Leader Blues

Wednesday, March 29, 2006

SAT 3-29-6 EDITORIAL >> Smoking on front-burner

Who says political expediency makes bad government? Reversing years of resiliency for the tobacco industry, Gov. Huckabee said this week that he will ask the legislature at a special session next month to outlaw smoking in most of the workplaces of Arkansas.

Nine years into his incumbency, why would the governor suddenly propose a rigid antismoking law at a special session that is supposed to deal with school funding?

Could it have anything to do with his effort to carve a niche for himself as the good-health candidate in the Republican presidential stakes? Of course it does, but why should we care about his motives?

Last year, Huckabee changed his mind about not banning high-fat foods and soft drinks in public school vending machines, disappointing the bottlers and vendors who had been big financial supporters. The public benefited.

Several years ago, the state Board of Health adopted a rule banning smoking in restaurants because the secondhand smoke impaired the health of employees and customers.

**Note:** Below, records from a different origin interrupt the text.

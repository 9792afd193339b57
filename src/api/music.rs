//! Music API endpoints.

use actix_files::NamedFile;
use actix_multipart::Multipart;
use actix_web::{
    get,
    http::header::{self, HeaderValue},
    post, web, HttpRequest, HttpResponse,
};
use std::fs;
use std::path::{Path, PathBuf};

use crate::error::{AppError, AppResult};
use crate::media;
use crate::models::{ApiResponse, AppState, ListTracksQuery, SourcesQuery, StreamQuery};
use crate::playback::{PlaybackPlan, SupportedFormats};
use crate::store::Track;

const DEFAULT_TITLE: &str = "Untitled";
const DEFAULT_ARTIST: &str = "Unknown Artist";

/// Upload a track into the library.
///
/// POST /api/music/upload
///
/// Multipart fields: `file` (required), `title`, `artist`, `mood`.
/// Missing title/artist are taken from the file's tags when present.
#[post("/api/music/upload")]
pub async fn upload_music(
    data: web::Data<AppState>,
    payload: Multipart,
) -> AppResult<HttpResponse> {
    let mut form = media::read_form(payload, data.max_upload_bytes).await?;
    if form.is_empty() {
        return Err(AppError::BadRequest("No file uploaded".to_string()));
    }

    let file = form
        .take_file("file")
        .ok_or_else(|| AppError::BadRequest("No music file found in request".to_string()))?;
    if file.data.is_empty() {
        return Err(AppError::BadRequest("File data is empty".to_string()));
    }

    let extension = media::extension_or(file.filename.as_deref(), "mp3");
    if !media::is_audio_extension(&extension) {
        return Err(AppError::Validation(format!(
            "Unsupported audio type: .{}",
            extension
        )));
    }

    let music_dir = data.library.music_dir();
    fs::create_dir_all(music_dir)?;

    // Write under a provisional name first so the tags can be read.
    let stamp = data.ids.next_millis();
    let staging = music_dir.join(format!("{}.upload.{}", stamp, extension));
    fs::write(&staging, &file.data)?;
    let tags = media::probe_tags(&staging);

    let title = form
        .text("title")
        .map(str::to_string)
        .or(tags.title)
        .unwrap_or_else(|| DEFAULT_TITLE.to_string());
    let artist = form
        .text("artist")
        .map(str::to_string)
        .or(tags.artist)
        .unwrap_or_else(|| DEFAULT_ARTIST.to_string());
    let mood = form.text("mood").unwrap_or_default().to_string();

    let filename = format!("{}_{}.{}", stamp, media::slugify(&title), extension);
    let target = music_dir.join(&filename);
    if let Err(e) = fs::rename(&staging, &target) {
        let _ = fs::remove_file(&staging);
        return Err(e.into());
    }

    let mut track = Track::new(stamp.to_string(), title, artist, mood, filename);
    track.duration = tags.duration;
    let track = match data.library.add(track) {
        Ok(track) => track,
        Err(e) => {
            let _ = fs::remove_file(&target);
            return Err(e);
        }
    };

    tracing::info!(
        id = %track.id,
        path = %target.display(),
        bytes = file.data.len(),
        "Saved uploaded music"
    );

    Ok(HttpResponse::Created().json(ApiResponse::ok(track)))
}

/// List the library.
///
/// GET /api/music/list
///
/// Query parameters:
/// - `mood`: case-insensitive substring filter on the track mood
#[get("/api/music/list")]
pub async fn list_music(
    data: web::Data<AppState>,
    query: web::Query<ListTracksQuery>,
) -> AppResult<HttpResponse> {
    let tracks = data.library.list(query.mood.as_deref());
    Ok(HttpResponse::Ok().json(ApiResponse::ok(tracks)))
}

fn locate(data: &AppState, filename: &str) -> AppResult<PathBuf> {
    media::resolve(
        data.library.music_dir(),
        &data.paths.public_music_dir(),
        filename,
    )
}

fn serve_audio(req: &HttpRequest, path: &Path) -> AppResult<HttpResponse> {
    let file = NamedFile::open(path)?;
    let mut response = file.into_response(req);
    response.headers_mut().insert(
        header::CONTENT_TYPE,
        HeaderValue::from_static(media::audio_content_type(path)),
    );
    Ok(response)
}

/// Stream an audio file.
///
/// GET /api/music/stream?filename=&format=
///
/// `format` selects a sibling file with the same name and that extension
/// when one exists. Supports range requests for seeking.
#[get("/api/music/stream")]
pub async fn stream_music(
    req: HttpRequest,
    data: web::Data<AppState>,
    query: web::Query<StreamQuery>,
) -> AppResult<HttpResponse> {
    let filename = query
        .filename
        .as_deref()
        .ok_or_else(|| AppError::BadRequest("Filename parameter is required".to_string()))?;

    let mut file_path = locate(&data, filename)?;
    if let Some(format) = query.format.as_deref() {
        if let Some(variant) = media::format_variant(&file_path, format) {
            tracing::debug!(variant = %variant.display(), "Serving requested format");
            file_path = variant;
        }
    }

    serve_audio(&req, &file_path)
}

/// Playback fallback plan for a track.
///
/// GET /api/music/{id}/sources?formats=mp3,ogg&start=0&interacted=true
///
/// After trying a source the client may add `attempt=<index>&outcome=<outcome>`
/// to learn what to do next. Outcomes: `playing`, `notAllowed`, `aborted`,
/// `notSupported`, `timedOut`, `failed`.
#[get("/api/music/{id}/sources")]
pub async fn track_sources(
    data: web::Data<AppState>,
    path: web::Path<String>,
    query: web::Query<SourcesQuery>,
) -> AppResult<HttpResponse> {
    let track = data
        .library
        .find_by_id(&path)
        .ok_or_else(|| AppError::track_not_found(&path))?;

    let plan = PlaybackPlan::for_track(
        &track,
        SupportedFormats::parse(&query.formats),
        query.start,
        query.interacted,
        query.report()?,
    )?;
    Ok(HttpResponse::Ok().json(ApiResponse::ok(plan)))
}

/// Serve an audio file by name.
///
/// GET /api/music/{filename}
#[get("/api/music/{filename}")]
pub async fn get_music_file(
    req: HttpRequest,
    data: web::Data<AppState>,
    path: web::Path<String>,
) -> AppResult<HttpResponse> {
    let file_path = locate(&data, &path)?;
    serve_audio(&req, &file_path)
}

/// Legacy alias of [`get_music_file`].
///
/// GET /music/{filename}
#[get("/music/{filename}")]
pub async fn get_music_file_legacy(
    req: HttpRequest,
    data: web::Data<AppState>,
    path: web::Path<String>,
) -> AppResult<HttpResponse> {
    let file_path = locate(&data, &path)?;
    serve_audio(&req, &file_path)
}

/// Configure music routes.
pub fn configure(cfg: &mut web::ServiceConfig) {
    cfg.service(upload_music)
        .service(list_music)
        .service(stream_music)
        .service(track_sources)
        .service(get_music_file)
        .service(get_music_file_legacy);
}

Gov. Huckabee agreed that it was a health threat, but he vetoed the rule.
He would have borne all the anger from smokers and the tobacco industry.
Now lawmakers will share the onus with him if the smoking bill passes.

But he will not be running again for state office. The government regulation will sit no better with small-government conservatives than his other expanded-government initiatives, but it will burnish his credentials as the politician who might do something about the health crisis.

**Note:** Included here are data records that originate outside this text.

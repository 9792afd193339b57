//! Shayari data model and repository.

use chrono::{DateTime, Utc};
use parking_lot::RwLock;
use serde::{Deserialize, Serialize};
use std::collections::BTreeMap;
use std::path::{Path, PathBuf};
use std::sync::Arc;
use validator::{Validate, ValidationError};

use super::{read_records, write_records, IdGenerator};
use crate::error::{AppError, AppResult};

/// Author recorded when none is given.
pub const DEFAULT_AUTHOR: &str = "Anonymous";

/// A single diary entry.
#[derive(Debug, Clone, PartialEq, Serialize, Deserialize)]
#[serde(rename_all = "camelCase")]
pub struct Shayari {
    /// Millisecond timestamp id.
    pub id: String,
    pub text: String,
    pub mood: String,
    pub author: String,
    /// Creation time; never changes after create.
    pub date: DateTime<Utc>,
    /// Public path of an attached image, e.g. `/uploads/1700000000000.jpg`.
    #[serde(default)]
    pub image_path: Option<String>,
}

fn not_blank(value: &str) -> Result<(), ValidationError> {
    if value.trim().is_empty() {
        return Err(ValidationError::new("blank"));
    }
    Ok(())
}

/// Fields accepted when creating an entry.
#[derive(Debug, Clone, Deserialize, Validate)]
#[serde(rename_all = "camelCase")]
pub struct NewShayari {
    #[validate(custom(function = "not_blank", message = "Shayari text is required"))]
    #[serde(default)]
    pub text: String,
    #[validate(custom(function = "not_blank", message = "Mood is required"))]
    #[serde(default)]
    pub mood: String,
    pub author: Option<String>,
    pub image_path: Option<String>,
}

/// Partial update; `None` keeps the stored value.
#[derive(Debug, Clone, Default, Deserialize, Validate)]
#[serde(rename_all = "camelCase")]
pub struct ShayariPatch {
    #[validate(custom(function = "not_blank", message = "Shayari text cannot be blank"))]
    pub text: Option<String>,
    #[validate(custom(function = "not_blank", message = "Mood cannot be blank"))]
    pub mood: Option<String>,
    pub author: Option<String>,
    pub image_path: Option<String>,
}

impl ShayariPatch {
    fn apply(self, entry: &mut Shayari) {
        if let Some(text) = self.text {
            entry.text = text;
        }
        if let Some(mood) = self.mood {
            entry.mood = mood;
        }
        if let Some(author) = self.author {
            entry.author = if author.trim().is_empty() {
                DEFAULT_AUTHOR.to_string()
            } else {
                author
            };
        }
        if let Some(image_path) = self.image_path {
            entry.image_path = Some(image_path);
        }
    }
}

/// Case-insensitive substring filters; both must match when both are set.
#[derive(Debug, Clone, Default, Deserialize)]
pub struct SearchCriteria {
    pub mood: Option<String>,
    pub text: Option<String>,
}

impl SearchCriteria {
    fn mood_needle(&self) -> Option<String> {
        self.mood
            .as_deref()
            .filter(|m| !m.is_empty())
            .map(str::to_lowercase)
    }

    fn text_needle(&self) -> Option<String> {
        self.text
            .as_deref()
            .filter(|t| !t.is_empty())
            .map(str::to_lowercase)
    }

    /// True when no filter was supplied.
    pub fn is_empty(&self) -> bool {
        self.mood_needle().is_none() && self.text_needle().is_none()
    }

    pub fn filter(&self, entries: Vec<Shayari>) -> Vec<Shayari> {
        let mood = self.mood_needle();
        let text = self.text_needle();
        entries
            .into_iter()
            .filter(|s| {
                mood.as_ref()
                    .map_or(true, |m| s.mood.to_lowercase().contains(m))
                    && text
                        .as_ref()
                        .map_or(true, |t| s.text.to_lowercase().contains(t))
            })
            .collect()
    }
}

/// Oldest and newest entry dates.
#[derive(Debug, Clone, PartialEq, Serialize)]
pub struct DateRange {
    pub oldest: DateTime<Utc>,
    pub newest: DateTime<Utc>,
}

/// Aggregate counts over the whole diary.
#[derive(Debug, Clone, Serialize)]
#[serde(rename_all = "camelCase")]
pub struct ShayariStats {
    pub total_count: usize,
    pub mood_counts: BTreeMap<String, usize>,
    pub author_counts: BTreeMap<String, usize>,
    pub date_range: Option<DateRange>,
}

impl ShayariStats {
    pub fn from_entries(entries: &[Shayari]) -> Self {
        let mut mood_counts = BTreeMap::new();
        let mut author_counts = BTreeMap::new();
        for entry in entries {
            *mood_counts.entry(entry.mood.clone()).or_insert(0) += 1;
            *author_counts.entry(entry.author.clone()).or_insert(0) += 1;
        }

        let date_range = entries
            .iter()
            .map(|e| e.date)
            .min()
            .zip(entries.iter().map(|e| e.date).max())
            .map(|(oldest, newest)| DateRange { oldest, newest });

        Self {
            total_count: entries.len(),
            mood_counts,
            author_counts,
            date_range,
        }
    }
}

/// Trait for shayari repository operations.
pub trait ShayariRepository: Send + Sync {
    /// All entries in insertion order.
    fn list_all(&self) -> AppResult<Vec<Shayari>>;

    /// Find an entry by ID.
    fn find_by_id(&self, id: &str) -> AppResult<Option<Shayari>>;

    /// Create and persist a new entry.
    fn create(&self, new: NewShayari) -> AppResult<Shayari>;

    /// Apply a partial update to an existing entry.
    fn update(&self, id: &str, patch: ShayariPatch) -> AppResult<Shayari>;

    /// Delete an entry by ID. Returns whether anything was removed.
    fn delete(&self, id: &str) -> AppResult<bool>;

    /// Entries matching the search criteria.
    fn search(&self, criteria: &SearchCriteria) -> AppResult<Vec<Shayari>> {
        Ok(criteria.filter(self.list_all()?))
    }

    /// Aggregate statistics.
    fn stats(&self) -> AppResult<ShayariStats> {
        Ok(ShayariStats::from_entries(&self.list_all()?))
    }
}

/// JSON file-based shayari repository.
#[derive(Debug)]
pub struct JsonShayariRepository {
    file_path: PathBuf,
    ids: Arc<IdGenerator>,
    /// In-memory copy of the file, in file order.
    cache: RwLock<Vec<Shayari>>,
}

impl JsonShayariRepository {
    /// Open the repository, loading whatever the file currently holds.
    pub fn new(file_path: impl AsRef<Path>, ids: Arc<IdGenerator>) -> AppResult<Self> {
        let repo = Self {
            file_path: file_path.as_ref().to_path_buf(),
            ids,
            cache: RwLock::new(Vec::new()),
        };
        repo.load()?;
        Ok(repo)
    }

    /// Reload the cache from disk.
    pub fn load(&self) -> AppResult<()> {
        let entries: Vec<Shayari> = read_records(&self.file_path)?;
        for entry in &entries {
            self.ids.observe(&entry.id);
        }

        let mut cache = self.cache.write();
        *cache = entries;
        tracing::info!(count = cache.len(), path = %self.file_path.display(), "Loaded shayari entries");
        Ok(())
    }

    /// Persist `next`, then make it the cached state.
    fn commit(&self, cache: &mut Vec<Shayari>, next: Vec<Shayari>) -> AppResult<()> {
        write_records(&self.file_path, &next)?;
        *cache = next;
        Ok(())
    }
}

impl ShayariRepository for JsonShayariRepository {
    fn list_all(&self) -> AppResult<Vec<Shayari>> {
        Ok(self.cache.read().clone())
    }

    fn find_by_id(&self, id: &str) -> AppResult<Option<Shayari>> {
        Ok(self.cache.read().iter().find(|s| s.id == id).cloned())
    }

    fn create(&self, new: NewShayari) -> AppResult<Shayari> {
        new.validate()
            .map_err(|e| AppError::Validation(e.to_string()))?;

        let entry = Shayari {
            id: self.ids.next_id(),
            text: new.text,
            mood: new.mood,
            author: new
                .author
                .filter(|a| !a.trim().is_empty())
                .unwrap_or_else(|| DEFAULT_AUTHOR.to_string()),
            date: Utc::now(),
            image_path: new.image_path.filter(|p| !p.trim().is_empty()),
        };

        let mut cache = self.cache.write();
        let mut next = cache.clone();
        next.push(entry.clone());
        self.commit(&mut cache, next)?;

        tracing::info!(id = %entry.id, mood = %entry.mood, "Created shayari");
        Ok(entry)
    }

    fn update(&self, id: &str, patch: ShayariPatch) -> AppResult<Shayari> {
        patch
            .validate()
            .map_err(|e| AppError::Validation(e.to_string()))?;

        let mut cache = self.cache.write();
        let mut next = cache.clone();
        let entry = next
            .iter_mut()
            .find(|s| s.id == id)
            .ok_or_else(|| AppError::shayari_not_found(id))?;
        patch.apply(entry);
        let updated = entry.clone();
        self.commit(&mut cache, next)?;

        tracing::info!(id = %id, "Updated shayari");
        Ok(updated)
    }

    fn delete(&self, id: &str) -> AppResult<bool> {
        let mut cache = self.cache.write();
        if !cache.iter().any(|s| s.id == id) {
            return Ok(false);
        }

        let next: Vec<Shayari> = cache.iter().filter(|s| s.id != id).cloned().collect();
        self.commit(&mut cache, next)?;

        tracing::info!(id = %id, "Deleted shayari");
        Ok(true)
    }
}

/// Thread-safe handle to a shayari repository.
pub type SharedShayariRepository = Arc<dyn ShayariRepository>;

#[cfg(test)]
mod tests {
    use super::*;
    use tempfile::{tempdir, TempDir};

    fn create_test_repo() -> (TempDir, JsonShayariRepository) {
        let dir = tempdir().unwrap();
        let path = dir.path().join("shayari.json");
        let repo = JsonShayariRepository::new(&path, Arc::new(IdGenerator::new())).unwrap();
        (dir, repo)
    }

    fn new_entry(text: &str, mood: &str) -> NewShayari {
        NewShayari {
            text: text.to_string(),
            mood: mood.to_string(),
            author: None,
            image_path: None,
        }
    }

    #[test]
    fn test_create_defaults_and_persists() {
        let (dir, repo) = create_test_repo();
        let created = repo.create(new_entry("Dil ki baat", "sad")).unwrap();

        assert_eq!(created.author, DEFAULT_AUTHOR);
        assert_eq!(created.image_path, None);

        let reopened =
            JsonShayariRepository::new(dir.path().join("shayari.json"), Arc::new(IdGenerator::new()))
                .unwrap();
        assert_eq!(reopened.find_by_id(&created.id).unwrap(), Some(created));
    }

    #[test]
    fn test_create_requires_text_and_mood() {
        let (_dir, repo) = create_test_repo();

        assert!(matches!(
            repo.create(new_entry("   ", "happy")),
            Err(AppError::Validation(_))
        ));
        assert!(matches!(
            repo.create(new_entry("words", "")),
            Err(AppError::Validation(_))
        ));
        assert!(repo.list_all().unwrap().is_empty());
    }

    #[test]
    fn test_update_keeps_id_and_date() {
        let (_dir, repo) = create_test_repo();
        let created = repo.create(new_entry("first", "calm")).unwrap();

        let updated = repo
            .update(
                &created.id,
                ShayariPatch {
                    text: Some("second".into()),
                    image_path: Some("/uploads/1.png".into()),
                    ..Default::default()
                },
            )
            .unwrap();

        assert_eq!(updated.id, created.id);
        assert_eq!(updated.date, created.date);
        assert_eq!(updated.text, "second");
        assert_eq!(updated.mood, "calm");
        assert_eq!(updated.image_path.as_deref(), Some("/uploads/1.png"));
    }

    #[test]
    fn test_update_blank_author_falls_back_to_default() {
        let (_dir, repo) = create_test_repo();
        let mut entry = new_entry("sher", "calm");
        entry.author = Some("Faiz".into());
        let created = repo.create(entry).unwrap();

        let updated = repo
            .update(
                &created.id,
                ShayariPatch {
                    author: Some("  ".into()),
                    ..Default::default()
                },
            )
            .unwrap();
        assert_eq!(updated.author, DEFAULT_AUTHOR);
    }

    #[test]
    fn test_long_fields_are_accepted() {
        let (_dir, repo) = create_test_repo();
        let mut entry = new_entry(&"dil ".repeat(5000), &"udaas".repeat(20));
        entry.author = Some("a".repeat(300));

        let created = repo.create(entry).unwrap();
        assert_eq!(created.text.len(), 20000);
    }

    #[test]
    fn test_update_unknown_id() {
        let (_dir, repo) = create_test_repo();
        let result = repo.update("missing", ShayariPatch::default());
        assert!(matches!(result, Err(AppError::NotFound(_))));
    }

    #[test]
    fn test_delete() {
        let (_dir, repo) = create_test_repo();
        let a = repo.create(new_entry("a", "x")).unwrap();
        let b = repo.create(new_entry("b", "y")).unwrap();

        assert!(repo.delete(&a.id).unwrap());
        assert!(!repo.delete(&a.id).unwrap());
        assert_eq!(repo.list_all().unwrap(), vec![b]);
    }

    #[test]
    fn test_search_is_case_insensitive_and_combined() {
        let (_dir, repo) = create_test_repo();
        repo.create(new_entry("Chand Raat", "Romantic")).unwrap();
        repo.create(new_entry("Barish ki raat", "sad")).unwrap();
        repo.create(new_entry("Subah", "romantic")).unwrap();

        let by_mood = SearchCriteria {
            mood: Some("ROMANTIC".into()),
            text: None,
        };
        assert_eq!(repo.search(&by_mood).unwrap().len(), 2);

        let both = SearchCriteria {
            mood: Some("rom".into()),
            text: Some("raat".into()),
        };
        let results = repo.search(&both).unwrap();
        assert_eq!(results.len(), 1);
        assert_eq!(results[0].text, "Chand Raat");

        assert!(SearchCriteria {
            mood: Some(String::new()),
            text: None
        }
        .is_empty());
    }

    #[test]
    fn test_stats() {
        let (_dir, repo) = create_test_repo();
        assert!(repo.stats().unwrap().date_range.is_none());

        let first = repo.create(new_entry("a", "sad")).unwrap();
        repo.create(NewShayari {
            author: Some("Ghalib".into()),
            ..new_entry("b", "sad")
        })
        .unwrap();
        let last = repo.create(new_entry("c", "happy")).unwrap();

        let stats = repo.stats().unwrap();
        assert_eq!(stats.total_count, 3);
        assert_eq!(stats.mood_counts["sad"], 2);
        assert_eq!(stats.author_counts[DEFAULT_AUTHOR], 2);
        assert_eq!(stats.author_counts["Ghalib"], 1);
        let range = stats.date_range.unwrap();
        assert_eq!(range.oldest, first.date);
        assert_eq!(range.newest, last.date);
    }

    #[test]
    fn test_loads_records_written_by_older_versions() {
        let dir = tempdir().unwrap();
        let path = dir.path().join("shayari.json");
        std::fs::write(
            &path,
            r#"[{"id":"1700000000000","text":"t","mood":"m","author":"a",
                "date":"2023-11-14T22:13:20.000Z","imagePath":null},
               {"id":"broken"}]"#,
        )
        .unwrap();

        let ids = Arc::new(IdGenerator::new());
        let repo = JsonShayariRepository::new(&path, ids.clone()).unwrap();
        assert_eq!(repo.list_all().unwrap().len(), 1);
        assert!(ids.next_millis() > 1_700_000_000_000);
    }
}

The workplace-smoking ban is not a certainty in the Arkansas Legislature, which has been loath to impose rules on businesses.

It will be argued that government is becoming too much the nanny by trying to control personal habits and dictating the working conditions in private businesses, decisions that should properly be left to owners and managers.

But for more than a century, government has taken a hand in protecting safety and health in the workplace, from restaurant kitchens to assembly lines, and the public accepts that role and relies upon it. Protecting the air that workers breathe is a logical extension now that the invidious effect of secondhand smoke is incontrovertible. Next, Gov. Huckabee will tell us that he is for a single-payer universal health insurance system.

That will be the day he leaves the Republican Party. For now, let us wish him Godspeed with the smoking ban.